The second day she started releasing quicker and relaxed far more. This may be due to the weather. Saturday was cold and blustery; Sunday was warm and sunny (half the horses were laying out in the pasture on their side as maximum solar collectors). However, I do think in part it was because she knew what to expect and was relaxed from the work done on Saturday.
Lateral Flexion – Using a hand lightly on the nose you wiggle the nose towards the shoulder, while moving your other hand gently down the cervical bones of the neck. The joints are released and moved with this gentle pressure.
My thoughts: This specific technique is the one I really want to get down at the clinic – I think the feel of doing it is a bit tricky especially when you have a horse like Z who has a thick fleshy neck and who is resistant to be moved in this flexion. At 3:10 on the video he does some of the scapula release. My tendency is to use far more pressure then what is needed – I have to remind myself to LIGHTEN UP!
I knew this would be tough for Z as she has a lot of pain in the sideways flexion and when we had done some Peggy Cummings Groundwork she was extremely resistant to being touched in these areas. I found her still resistant but with some ideas that Masterson had put forth in his book and dvd on how to handle it without causing more bracing, she settled down quicker then I expected.
You might remember that when asked to do lateral flexion especially to the right, Z would flatten her head vertically instead of moving laterally. To counteract that, the hand holding the halter’s noseband brings the nose gently upward and then you ask again. This did seem to help in getting her to give me some lateral flexion.
On the second day she was a bit easier with having this done. I’d like to add in some of the Connected Groundork like the cheek press and throatlatch stroke. I’ll work out a full list of what I’ll work on and how I’ll combine different methods in a later blog post.
Head Up – The horse rests it’s head on the crook of your elbow, later your shoulder, and releases tension while you massage the poll. Start with the nose on the inside V of your elbow while you massage the poll or any ouchy area behind the ears or the side of the neck:
On the first day it was difficult to get Z to agree to this as she did a lot of head tossing. You need to be careful of your nose so the horses’ head doesn’t bash into it when tossing it. My hand holds the top part of the halter and if she tosses, my hand goes with her before I ask her gently to come back to me.
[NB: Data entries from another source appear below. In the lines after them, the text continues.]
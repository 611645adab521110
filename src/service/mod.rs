//! Persistence services.
//!
//! # Design Decisions
//! - Services own transaction boundaries; handlers never see a connection
//! - No application-level locks are held across store calls
//! - Errors are classified once into `TodoError`

pub mod todo;

pub use todo::TodoService;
Once the horse has become fully relaxed and dropped his weight into your arms, start to transfer the nose to your shoulder by bending your knees and slightly lifting up to see what is comfortable. Continue to massage areas with the amount of pressure comfortable to the horse.
This last photo shows her weight fully released onto my shoulder. Note the mouth, eyes and ears.
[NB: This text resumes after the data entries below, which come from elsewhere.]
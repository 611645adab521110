//! Fault boundary.
//!
//! Catches panics raised anywhere inside the rest of the chain and turns
//! them into a 500 so the connection gets an answer and the process lives on.

use std::any::Any;
use std::panic::AssertUnwindSafe;

use axum::{
    body::Body,
    http::{Request, StatusCode},
    response::{IntoResponse, Response},
};
use futures_util::FutureExt;

use super::{BoxResponseFuture, Interceptor, Next};

#[derive(Debug, Clone, Copy, Default)]
pub struct Recovery;

impl Recovery {
    pub fn new() -> Self {
        Self
    }
}

impl Interceptor for Recovery {
    fn name(&self) -> &'static str {
        "recovery"
    }

    fn intercept<'a>(&'a self, request: Request<Body>, next: Next<'a>) -> BoxResponseFuture<'a> {
        let method = request.method().clone();
        let path = request.uri().path().to_string();

        Box::pin(async move {
            // `run` starts inner interceptors synchronously, so it must be called
            // inside the guarded future.
            let chain = async move { next.run(request).await };
            match AssertUnwindSafe(chain).catch_unwind().await {
                Ok(response) => response,
                Err(payload) => {
                    tracing::error!(
                        method = %method,
                        path = %path,
                        panic = %panic_message(payload.as_ref()),
                        "panic recovered"
                    );
                    internal_error()
                }
            }
        })
    }
}

fn internal_error() -> Response {
    (StatusCode::INTERNAL_SERVER_ERROR, "Internal Server Error").into_response()
}

fn panic_message(payload: &(dyn Any + Send)) -> &str {
    if let Some(s) = payload.downcast_ref::<&'static str>() {
        s
    } else if let Some(s) = payload.downcast_ref::<String>() {
        s.as_str()
    } else {
        "non-string panic payload"
    }
}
On the second what was interesting is she initiated this release on her own! I was just finishing up with head down and was going to move into lateral flexion when she put her nose into the V of my elbow so I just went with it and we did this instead. Obviously, this will be her favorite!
Head Down – massaging the poll while the head is lowered. Be very careful to keep your head off to the side as a horse raising it’s head could smash your face!
Again, on the second day, Z initiated this on her own… she put her head down not to eat and since she was presenting it, I went ahead and massaged her behind her ears. Be sure you loosen your halter so you can easily reach under with your fingers without pulling the halter tight around the nose.
We did more on the second day such as the scapula releases using the legs, wither rock, and upper hindquarters. I’ll post about it in another blog entry probably tomorrow.